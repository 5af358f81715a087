//! Incremental state reconstruction for the reference generator
//!
//! The generator's state obeys `s_i = s_{i-3} + s_{i-31} (mod 2^32)` while
//! its outputs are `o_i = s_i >> 1`. Carrying the recurrence down to the
//! outputs gives
//!
//! ```text
//! o_i = o_{i-3} + o_{i-31} + (s_{i-3} mod 2) * (s_{i-31} mod 2)  (mod 2^31)
//! ```
//!
//! so whenever an observed output exceeds the additive prediction by one,
//! both source words must have been odd. Every state parity is a fixed
//! GF(2) combination of the 31 initial parities, so each such carry event
//! yields two linear equations over those unknowns. Once 31 independent
//! equations have accumulated, the initial parities are solved, projected
//! forward onto the 31 most recent outputs, and the full 32-bit state words
//! are reassembled.

use crate::generator::{ReferenceGenerator, StateTable, RAW_OUTPUT_OFFSET, STATE_WORDS};
use crate::matrix::BitMatrix32;
use crate::queue::CyclicQueue;

/// Rank at which the initial-parity system becomes uniquely solvable.
const SOLVABLE_RANK: u32 = 31;

/// Reconstructs a [`ReferenceGenerator`] from its output stream.
///
/// Feed outputs in the exact order the target generator produced them; the
/// solver has no way to detect gaps or reordering. On the feed that
/// completes the equation system, [`Solver::feed`] returns a generator
/// whose state table equals the target's and whose future outputs match it
/// bit for bit. The solver is not meant to be reused afterwards.
///
/// Driving the solver on values that did not come from a TYPE_3 generator
/// violates its invariants; debug builds assert, release builds may return
/// an arbitrary generator.
#[derive(Debug, Clone)]
pub struct Solver {
    /// The 31 most recent observed outputs.
    history: CyclicQueue<u32, STATE_WORDS>,
    /// Symbolic parities of the current-generation state words, each a
    /// GF(2) selector over the 31 initial parities.
    parity: CyclicQueue<u32, STATE_WORDS>,
    matrix: BitMatrix32,
    rank: u32,
}

impl Solver {
    /// A solver ready to be fed output.
    ///
    /// The parity window is rolled forward through the seed-extension and
    /// warm-up schedule of the reference generator, so its 31 slots line up
    /// with the state words a freshly seeded target actually retains.
    pub fn new() -> Self {
        let mut parity: CyclicQueue<u32, STATE_WORDS> = CyclicQueue::new();
        for k in 0..STATE_WORDS {
            parity.push(1 << k);
        }
        for _ in STATE_WORDS..34 {
            let oldest = parity.front();
            parity.pop_and_push(oldest);
        }
        for _ in 34..RAW_OUTPUT_OFFSET {
            let next = parity.get(-3) ^ parity.get(-31);
            parity.pop_and_push(next);
        }

        Self {
            history: CyclicQueue::new(),
            parity,
            matrix: BitMatrix32::new(),
            rank: 0,
        }
    }

    /// Consume one generator output.
    ///
    /// Returns the reconstructed generator on the call that completes the
    /// equation system, `None` before that.
    pub fn feed(&mut self, value: u32) -> Option<ReferenceGenerator> {
        debug_assert!(value <= ReferenceGenerator::MAX);

        if self.history.len() < STATE_WORDS {
            // Warm-up: fill the output window, keeping the parity window in
            // lockstep with the states behind the observed values.
            self.history.push(value);
            let next = self.parity.get(-3) ^ self.parity.get(-31);
            self.parity.pop_and_push(next);
            return None;
        }

        let o3 = self.history.get(-3);
        let o31 = self.history.get(-31);
        let q3 = self.parity.get(-3);
        let q31 = self.parity.get(-31);

        self.history.pop_and_push(value);
        self.parity.pop_and_push(q3 ^ q31);

        let expected = o3.wrapping_add(o31) & ReferenceGenerator::MAX;
        if value != expected {
            // The only other possibility on genuine output is a carry out
            // of the discarded low bits, which pins both source parities.
            debug_assert_eq!(value, expected.wrapping_add(1) & ReferenceGenerator::MAX);

            if self.push_equation(q3, true) || self.push_equation(q31, true) {
                return Some(self.solve());
            }
        }

        None
    }

    /// Record the equation "the XOR of the initial parities selected by
    /// `coefficients` equals `parity`". Returns `true` once the system is
    /// solvable.
    fn push_equation(&mut self, coefficients: u32, parity: bool) -> bool {
        let row = coefficients | (u32::from(parity) << 31);
        self.rank += u32::from(self.matrix.push_row(row));
        self.rank == SOLVABLE_RANK
    }

    /// Rebuild the target generator from the solved system.
    fn solve(&self) -> ReferenceGenerator {
        debug_assert_eq!(self.rank, SOLVABLE_RANK);

        let mut parity_bits = self.solve_parities();
        let mut table = StateTable::new();
        for output in self.history.iter() {
            table.push((output << 1) | (parity_bits & 1));
            parity_bits >>= 1;
        }

        ReferenceGenerator::from_table(table)
    }

    /// Parities of the current-generation state words, oldest in the LSB.
    fn solve_parities(&self) -> u32 {
        debug_assert_eq!(self.rank, SOLVABLE_RANK);

        // At rank 31 each pivot row is fully reduced to its own diagonal
        // bit plus the affine bit, so the solution reads straight off
        // column 31.
        let mut initial = 0u32;
        for k in 0..BitMatrix32::SIZE {
            let row = self.matrix.row(k);
            debug_assert!(row.count_ones() <= 2);
            initial |= (row >> 31) << k;
        }

        let mut current = 0u32;
        for (i, coefficients) in self.parity.iter().enumerate() {
            current |= ((coefficients & initial).count_ones() & 1) << i;
        }
        current
    }
}

impl Default for Solver {
    fn default() -> Self {
        Self::new()
    }
}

§ EXERCISE BRIEF:
In the listing, find every line containing the word "ReferenceGenerator" and list it.

§ ANSWER SECTION:
use crate::generator::{ReferenceGenerator, StateTable, RAW_OUTPUT_OFFSET, STATE_WORDS};
/// Reconstructs a [`ReferenceGenerator`] from its output stream.
    pub fn feed(&mut self, value: u32) -> Option<ReferenceGenerator> {
        debug_assert!(value <= ReferenceGenerator::MAX);
        let expected = o3.wrapping_add(o31) & ReferenceGenerator::MAX;
            debug_assert_eq!(value, expected.wrapping_add(1) & ReferenceGenerator::MAX);
    fn solve(&self) -> ReferenceGenerator {
        ReferenceGenerator::from_table(table)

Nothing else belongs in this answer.